January 26, 2016
On Tuesday, 26 January 2016 at 12:07:59 UTC, Andrei Alexandrescu wrote:
> I think a pseudo-rng as a forward range is useful. It's good in testing and experimentation to fork a sequence of pseudo-random numbers, turn the clock back, etc. Essentially I see no harm in it; it's always easy to make a forward range into an input range, it's the opposite that's hard. -- Andrei

Yes, but there are other ways to fork that sequence that don't involve implementing the .save primitive.  That's why in my talk (and here) I distinguish between the .save primitive versus some other possible primitive -- say, .dup -- whose promise is, "You can use me to duplicate the state of this range, but you must use me carefully and in an appropriate context."

This is important, because if you just define pseudo-RNGs as forward ranges, most people won't read the small print about when you need to wrap it in an input range (which is pretty much any time you want to pass it into phobos code and have it behave like an actual source of randomness).  As a result, they'll get unintended and possibly unnoticed statistical correlations -- annoying for something like a computer game, possibly a serious consequence if occurring in something like a research simulation.
February 07, 2016
On Monday, 25 January 2016 at 22:06:31 UTC, Era Scarecrow wrote:
> On Monday, 25 January 2016 at 21:22:13 UTC, Joseph Rushton Wakeling wrote:
>> I have been wondering about how allocators could help to deal with these problems.  Could you put forward a minimal example of how you would see it working?
>
>  Most likely alloca would have to be built into the compiler.

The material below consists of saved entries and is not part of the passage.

//! Endpoint groups of the xJet API
//!
//! Each wrapper borrows an [`ApiClient`](crate::ApiClient) and maps its
//! arguments onto one operation. Methods marked *signed* need a client
//! constructed with a private key; without one they return
//! [`CallError::Signing`](crate::CallError::Signing).

pub mod account;
pub mod cheques;
pub mod exchanges;
pub mod invoices;
pub mod nft;
pub mod system;

pub use account::Account;
pub use cheques::Cheques;
pub use exchanges::Exchanges;
pub use invoices::Invoices;
pub use nft::Nft;
pub use system::System;
use crate::client::{ApiClient, ApiResponse};
use crate::model::{Amount, ExchangeEstimateRequest, ExchangeOrderRequest, OrderSide};

/// `exchanges.*` operations
#[derive(Debug, Clone, Copy)]
pub struct Exchanges<'a> {
    client: &'a ApiClient,
}

impl<'a> Exchanges<'a> {
    pub(crate) fn new(client: &'a ApiClient) -> Self {
        Self { client }
    }

    /// Tradable pairs; the only GET operation of the API
    pub async fn pairs(&self) -> ApiResponse {
        self.client.get("exchanges.pairs").await
    }

    /// Quotes an order without placing it
    pub async fn estimate(
        &self,
        pair: [&str; 2],
        side: OrderSide,
        amount: impl Into<Amount>,
    ) -> ApiResponse {
        let request = ExchangeEstimateRequest {
            pair: pair.map(str::to_string),
            side,
            amount: amount.into(),
        };
        self.client.post_json("exchanges.estimate", &request).await
    }

    /// Places an order that fails if it would fill below
    /// `min_expected_amount` (signed)
    pub async fn create_order(
        &self,
        pair: [&str; 2],
        side: OrderSide,
        amount: impl Into<Amount>,
        min_expected_amount: impl Into<Amount>,
    ) -> ApiResponse {
        let request = ExchangeOrderRequest {
            pair: pair.map(str::to_string),
            side,
            amount: amount.into(),
            min_expected_amount: min_expected_amount.into(),
        };
        self.client
            .post_signed("exchanges.createOrder", &request)
            .await
    }

    pub async fn order_status(&self, order_id: &str) -> ApiResponse {
        self.client
            .post_query("exchanges.orderStatus", &[("id", order_id)])
            .await
    }
}
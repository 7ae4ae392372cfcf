//! Exchange Quote Example
//!
//! Lists the tradable pairs and quotes a buy on the first one.
//!
//! Usage:
//!   cargo run --example exchange_quote
//!   cargo run --example exchange_quote -- <AMOUNT>

use serde_json::Value;
use xjet_rs::{ApiClient, OrderSide};

#[tokio::main]
async fn main() -> Result<(), Box<dyn std::error::Error>> {
    dotenvy::dotenv().ok();
    tracing_subscriber::fmt::init();

    let amount: f64 = match std::env::args().nth(1) {
        Some(arg) => arg.parse()?,
        None => 1.0,
    };

    let client = ApiClient::from_env()?;

    let pairs = match client.exchanges().pairs().await {
        Ok(pairs) => pairs,
        Err(e) => {
            println!("❌ exchanges.pairs failed: {}", e);
            return Ok(());
        }
    };
    println!("Pairs:\n{}\n", serde_json::to_string_pretty(&pairs)?);

    // Either a bare list of pairs or {"pairs": [...]}
    let list = pairs.get("pairs").unwrap_or(&pairs);
    let first = list
        .as_array()
        .and_then(|pairs| pairs.first())
        .and_then(Value::as_array)
        .and_then(|pair| Some([pair.first()?.as_str()?, pair.get(1)?.as_str()?]));

    let Some(pair) = first else {
        println!("No pairs available");
        return Ok(());
    };

    println!("Quoting a buy of {} on {}/{}...", amount, pair[0], pair[1]);
    match client.exchanges().estimate(pair, OrderSide::Buy, amount).await {
        Ok(quote) => println!("{}", serde_json::to_string_pretty(&quote)?),
        Err(e) => println!("❌ exchanges.estimate failed: {}", e),
    }

    Ok(())
}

Here's a crash course in how the stack memory management works. sp=stack pointer, bp=base pointer (more relevant pre 386).

Apologies for the delay in writing back about this.

What you describe makes sense, but I don't quite follow what you mean in one particular case:

>  Technically alloca simply returns the current sp, then adds to it the number of bytes you requested. This means you have to run it at the function stack where you want to use it (and not in a called function, otherwise corruption). So inlined functions where alloca's data would remain would be a must.

I don't quite follow your remark about inlined functions; do you mean that the function where the RNG instance is generated must be inlined?  (That would make sense in order to avoid the internal state being deallocated immediately.)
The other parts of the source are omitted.